Automated Exploratory Analysis of Spectroscopic Data for Raw Material Identification (RMID) in the Tyre Industry.

Description

The correct identification of raw materials plays a key role in the quality control of the tyre industry production chain. Especially when dealing with a large number of raw materials having different chemical compositions, and with analysis performed by several operators in different plants, it is important to perform raw material identification (RMID) being as more accurate and automated as possible. In this context, near-infrared (NIR) spectroscopy is one of the most suitable techniques, as it is non destructive, user-friendly and timesaving. In the present study, performed in collaboration with Pirelli Tyre S.p.A., FT-NIR spectra (Perkin Elmer, Frontier NIR, 10000 – 4000 cm-1) were acquired for most of the raw materials used for tyre production in two of the main Pirelli Tyre's factories.
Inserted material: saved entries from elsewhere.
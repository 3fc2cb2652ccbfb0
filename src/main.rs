// SPDX-FileCopyrightText: 2025 RAprogramm <andrey.rozanov.vl@gmail.com>
//
// SPDX-License-Identifier: MIT

//! Command-line interface for the makefy binary.
//!
//! The CLI validates the compose file, renders the Makefile, asks before
//! replacing an existing one, and only then writes it.

use std::{
    io::{self, BufRead, Write},
    path::{Path, PathBuf},
    process
};

use clap::{ArgAction, Parser, error::ErrorKind};
use makefy::{
    DEFAULT_OUTPUT, Error, GeneratedFile, confirm_overwrite, init_logging, load_services,
    write_makefile
};
use tracing::{debug, info};

/// Command line interface for generating a Makefile from a compose file.
#[derive(Debug, Parser)]
#[command(
    name = "makefy",
    version,
    about = "Generate a Makefile with per-service targets from a Docker Compose file"
)]
struct Cli {
    /// Path to the Docker Compose file.
    #[arg(value_name = "COMPOSE_FILE")]
    compose_file: PathBuf,

    /// Overwrite an existing Makefile without asking.
    #[arg(short = 'f', long = "force", action = ArgAction::SetTrue)]
    force: bool,

    /// Destination of the generated Makefile.
    #[arg(
        short = 'o',
        long = "output",
        value_name = "PATH",
        env = "MAKEFY_OUTPUT",
        default_value = DEFAULT_OUTPUT
    )]
    output: PathBuf,

    /// Print the Makefile to stdout instead of writing it.
    #[arg(long = "stdout", action = ArgAction::SetTrue)]
    stdout: bool,

    /// Enable debug logging on stderr.
    #[arg(short = 'v', long = "verbose", action = ArgAction::SetTrue)]
    verbose: bool
}

/// How a successful run ended.
#[derive(Debug, PartialEq, Eq)]
enum Outcome {
    /// The Makefile was written to the given path.
    Written(PathBuf),
    /// The Makefile was printed to stdout.
    Printed,
    /// The user declined to overwrite the existing file.
    Aborted(PathBuf)
}

/// Entry point that reports errors and sets the appropriate exit status.
fn main() {
    let cli = match Cli::try_parse() {
        Ok(cli) => cli,
        Err(error) => {
            let code = usage_exit_code(&error);
            let _ = error.print();
            process::exit(code);
        }
    };

    init_logging(cli.verbose);

    let stdin = io::stdin();
    let stdout = io::stdout();
    match run(&cli, stdin.lock(), stdout.lock()) {
        Ok(Outcome::Written(path)) => println!("{} generated successfully.", path.display()),
        Ok(Outcome::Printed) => {}
        Ok(Outcome::Aborted(path)) => {
            println!("Operation aborted. {} was not overwritten.", path.display());
        }
        Err(error) => {
            eprintln!("Error: {}", error.to_display_string());
            if matches!(error, Error::Io { .. } | Error::Parse { .. } | Error::Schema { .. }) {
                eprintln!("Error: Failed to generate Makefile due to invalid compose file.");
            }
            process::exit(1);
        }
    }
}

/// Exit status for a command line clap refused to parse.
///
/// `--help` and `--version` succeed; every usage error, including a missing
/// compose file argument, exits with 1 rather than clap's default of 2.
fn usage_exit_code(error: &clap::Error) -> i32 {
    match error.kind() {
        ErrorKind::DisplayHelp | ErrorKind::DisplayVersion => 0,
        _ => 1
    }
}

/// Executes one generation run.
///
/// `input` and `output` back the overwrite prompt and `--stdout`.
///
/// # Errors
///
/// Returns [`Error::Validation`] when the compose file does not exist, and
/// propagates loader, prompt and write errors. Nothing is written unless the
/// compose file loaded successfully.
fn run<R, W>(cli: &Cli, input: R, mut output: W) -> Result<Outcome, Error>
where
    R: BufRead,
    W: Write
{
    if !cli.compose_file.is_file() {
        return Err(Error::validation(format!(
            "File {} does not exist.",
            cli.compose_file.display()
        )));
    }

    let services = load_services(&cli.compose_file)?;
    info!("Loaded {} services from {}", services.len(), cli.compose_file.display());
    let makefile = GeneratedFile::new(&cli.compose_file, &services);
    debug!(
        "Rendering {} targets for {}",
        makefile.targets().len(),
        makefile.compose_file()
    );
    let contents = makefile.render();

    if cli.stdout {
        output
            .write_all(contents.as_bytes())
            .and_then(|()| output.flush())
            .map_err(|source| makefy::write_error(Path::new("<stdout>"), source))?;
        return Ok(Outcome::Printed);
    }

    if cli.output.exists() && !cli.force {
        debug!("{} exists; asking before overwriting", cli.output.display());
        if !confirm_overwrite(input, &mut output, &cli.output)? {
            return Ok(Outcome::Aborted(cli.output.clone()));
        }
    }

    write_makefile(&cli.output, &contents)?;
    Ok(Outcome::Written(cli.output.clone()))
}

#[cfg(test)]
mod tests {
    use std::{fs, io::Cursor, path::Path};

    use clap::{Parser, error::ErrorKind};
    use tempfile::{TempDir, tempdir};

    use super::{Cli, Outcome, run, usage_exit_code};

    const COMPOSE: &str = "services:\n  web:\n    build: .\n  db:\n    image: postgres\n";

    fn workspace(compose: &str) -> (TempDir, Cli) {
        let temp = tempdir().expect("failed to create tempdir");
        let compose_path = temp.path().join("docker-compose.yml");
        fs::write(&compose_path, compose).expect("failed to write compose file");
        let output = temp.path().join("Makefile");

        let cli = Cli::try_parse_from([
            env!("CARGO_PKG_NAME"),
            compose_path.to_str().expect("utf8"),
            "--output",
            output.to_str().expect("utf8"),
        ])
        .expect("failed to parse CLI");

        (temp, cli)
    }

    fn run_with(cli: &Cli, answers: &str) -> (Result<Outcome, makefy::Error>, String) {
        let mut transcript = Vec::new();
        let result = run(cli, Cursor::new(answers.to_owned()), &mut transcript);
        (result, String::from_utf8(transcript).expect("invalid UTF-8"))
    }

    #[test]
    fn cli_requires_compose_file() {
        let error = Cli::try_parse_from([env!("CARGO_PKG_NAME")]).expect_err("expected usage error");
        assert_eq!(error.kind(), ErrorKind::MissingRequiredArgument);
    }

    #[test]
    fn usage_errors_exit_with_one() {
        let missing = Cli::try_parse_from([env!("CARGO_PKG_NAME")]).expect_err("expected usage error");
        assert_eq!(usage_exit_code(&missing), 1);

        let unknown = Cli::try_parse_from([env!("CARGO_PKG_NAME"), "compose.yml", "--bogus"])
            .expect_err("expected usage error");
        assert_eq!(usage_exit_code(&unknown), 1);
    }

    #[test]
    fn help_and_version_exit_with_zero() {
        for flag in ["--help", "--version"] {
            let error = Cli::try_parse_from([env!("CARGO_PKG_NAME"), flag]).expect_err("expected display request");
            assert_eq!(usage_exit_code(&error), 0, "{flag}");
        }
    }

    #[test]
    fn cli_defaults_to_makefile_in_current_directory() {
        let cli = Cli::try_parse_from([env!("CARGO_PKG_NAME"), "compose.yml", "--force"])
            .expect("failed to parse CLI");

        assert_eq!(cli.compose_file, Path::new("compose.yml"));
        assert!(cli.force);
        assert!(!cli.stdout);
        if std::env::var_os("MAKEFY_OUTPUT").is_none() {
            assert_eq!(cli.output, Path::new("Makefile"));
        }
    }

    #[test]
    fn writes_makefile_for_declared_services() {
        let (_temp, cli) = workspace(COMPOSE);

        let (result, transcript) = run_with(&cli, "");
        assert_eq!(result.expect("run failed"), Outcome::Written(cli.output.clone()));
        assert!(transcript.is_empty());

        let makefile = fs::read_to_string(&cli.output).expect("missing Makefile");
        let header = format!("COMPOSE_FILE={}\n", cli.compose_file.display());
        assert!(makefile.contains(&header));
        assert!(makefile.contains("web-build:\n"));
        assert!(makefile.contains("db-clean:\n"));
    }

    #[test]
    fn missing_compose_file_is_reported() {
        let (temp, mut cli) = workspace(COMPOSE);
        cli.compose_file = temp.path().join("absent.yml");

        let (result, _) = run_with(&cli, "");
        match result.expect_err("expected validation error") {
            makefy::Error::Validation {
                message
            } => assert!(message.ends_with("absent.yml does not exist.")),
            other => panic!("unexpected error variant: {other:?}")
        }
        assert!(!cli.output.exists());
    }

    #[test]
    fn schema_error_leaves_existing_makefile_untouched() {
        let (_temp, cli) = workspace("version: '3'\n");
        fs::write(&cli.output, "keep: \n\ttrue\n").expect("failed to seed Makefile");

        let (result, transcript) = run_with(&cli, "y\n");
        assert!(matches!(result, Err(makefy::Error::Schema { .. })));
        assert!(transcript.is_empty());
        assert_eq!(fs::read_to_string(&cli.output).expect("read failed"), "keep: \n\ttrue\n");
    }

    #[test]
    fn parse_error_writes_nothing() {
        let (_temp, cli) = workspace("services: [web\n");

        let (result, _) = run_with(&cli, "");
        assert!(matches!(result, Err(makefy::Error::Parse { .. })));
        assert!(!cli.output.exists());
    }

    #[test]
    fn declined_overwrite_keeps_previous_content() {
        let (_temp, cli) = workspace(COMPOSE);
        fs::write(&cli.output, "old:\n").expect("failed to seed Makefile");

        let (result, transcript) = run_with(&cli, "maybe\nn\n");
        assert_eq!(result.expect("run failed"), Outcome::Aborted(cli.output.clone()));
        assert!(transcript.contains("Invalid response"));
        assert_eq!(fs::read_to_string(&cli.output).expect("read failed"), "old:\n");
    }

    #[test]
    fn confirmed_overwrite_replaces_content() {
        let (_temp, cli) = workspace(COMPOSE);
        fs::write(&cli.output, "old:\n").expect("failed to seed Makefile");

        let (result, _) = run_with(&cli, "yes\n");
        assert_eq!(result.expect("run failed"), Outcome::Written(cli.output.clone()));
        assert!(fs::read_to_string(&cli.output).expect("read failed").contains("web-up:\n"));
    }

    #[test]
    fn force_skips_the_prompt() {
        let (_temp, mut cli) = workspace(COMPOSE);
        cli.force = true;
        fs::write(&cli.output, "old:\n").expect("failed to seed Makefile");

        let (result, transcript) = run_with(&cli, "");
        assert_eq!(result.expect("run failed"), Outcome::Written(cli.output.clone()));
        assert!(transcript.is_empty());
    }

    #[test]
    fn stdout_mode_prints_without_writing() {
        let (_temp, mut cli) = workspace(COMPOSE);
        cli.stdout = true;

        let (result, transcript) = run_with(&cli, "");
        assert_eq!(result.expect("run failed"), Outcome::Printed);
        assert!(transcript.starts_with("# Makefile for Docker Compose management\n"));
        assert!(!cli.output.exists());
    }
}
// SPDX-FileCopyrightText: 2025 RAprogramm <andrey.rozanov.vl@gmail.com>
//
// SPDX-License-Identifier: MIT

//! Interactive overwrite confirmation.
//!
//! The prompt is generic over its reader and writer so the CLI can drive it
//! with the terminal while tests feed scripted answers.

use std::{
    io::{BufRead, Write},
    path::Path
};

use tracing::debug;

use crate::error::Error;

/// Answer given to the overwrite question.
#[derive(Debug, Clone, Copy, PartialEq, Eq)]
enum Answer {
    Yes,
    No
}

fn parse_answer(input: &str) -> Option<Answer> {
    match input.trim().to_lowercase().as_str() {
        "y" | "yes" => Some(Answer::Yes),
        "n" | "no" => Some(Answer::No),
        _ => None
    }
}

/// Asks whether the existing file at `path` may be overwritten.
///
/// The question is repeated until the answer is an unambiguous yes (`y`,
/// `yes`) or no (`n`, `no`), compared case-insensitively. Reaching the end of
/// `input` counts as a refusal.
///
/// # Errors
///
/// Returns [`Error::Prompt`](Error::Prompt) when reading the answer or writing
/// the question fails.
///
/// # Example
///
/// ```
/// use std::{io::Cursor, path::Path};
///
/// use makefy::confirm_overwrite;
///
/// let mut output = Vec::new();
/// let confirmed = confirm_overwrite(Cursor::new("maybe\nY\n"), &mut output, Path::new("Makefile"))
///     .expect("prompt failed");
/// assert!(confirmed);
/// ```
pub fn confirm_overwrite<R, W>(mut input: R, mut output: W, path: &Path) -> Result<bool, Error>
where
    R: BufRead,
    W: Write
{
    let mut line = String::new();
    loop {
        write!(
            output,
            "{} already exists. Do you want to overwrite it? (y/n): ",
            path.display()
        )
        .and_then(|()| output.flush())
        .map_err(prompt_error)?;

        line.clear();
        if input.read_line(&mut line).map_err(prompt_error)? == 0 {
            debug!("Confirmation input closed; treating as refusal");
            writeln!(output).map_err(prompt_error)?;
            return Ok(false);
        }

        match parse_answer(&line) {
            Some(answer) => return Ok(answer == Answer::Yes),
            None => {
                writeln!(output, "Invalid response. Please enter 'y' or 'n'.").map_err(prompt_error)?;
            }
        }
    }
}

fn prompt_error(source: std::io::Error) -> Error {
    Error::Prompt {
        source
    }
}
Exploratory analysis by means of principal component analysis (PCA) was performed on the data with the aim to investigate data structures and groupings within samples. Due to the huge amount of data collected, it was necessary to automate the exploratory analysis through the creation of a dedicated routine in the Matlab ® (Version 2022b, The MathWorks, Inc.) environment. This automation strategy includes incoming controls for each spectrum acquired, with the aim of detecting anomalous data and for the transformation of the measurement scale (from reflectance to pseudo-absorbance). If there are measurement replicates, the average spectrum is then calculated. Supervised classification strategies were then applied on this data, in order to define the class membership of raw material analyzed, in terms of both material specification and supplier. With the aim to apply this strategy for the routine analysis performed in the context of quality assurance, a report including all steps of data import and processing is then generated. A further improvement of this RMID protocol will be the development of predictive models in order to estimate chemical and physical characteristics of the raw material directly during the acceptance phase. Once developed and validated, the proposed strategy will be implemented in a graphical user interface (GUI) created in the Python environment for an immediate application in the industrial production chain; its usage will not require the operator to have previous knowledge about spectroscopy and chemometrics.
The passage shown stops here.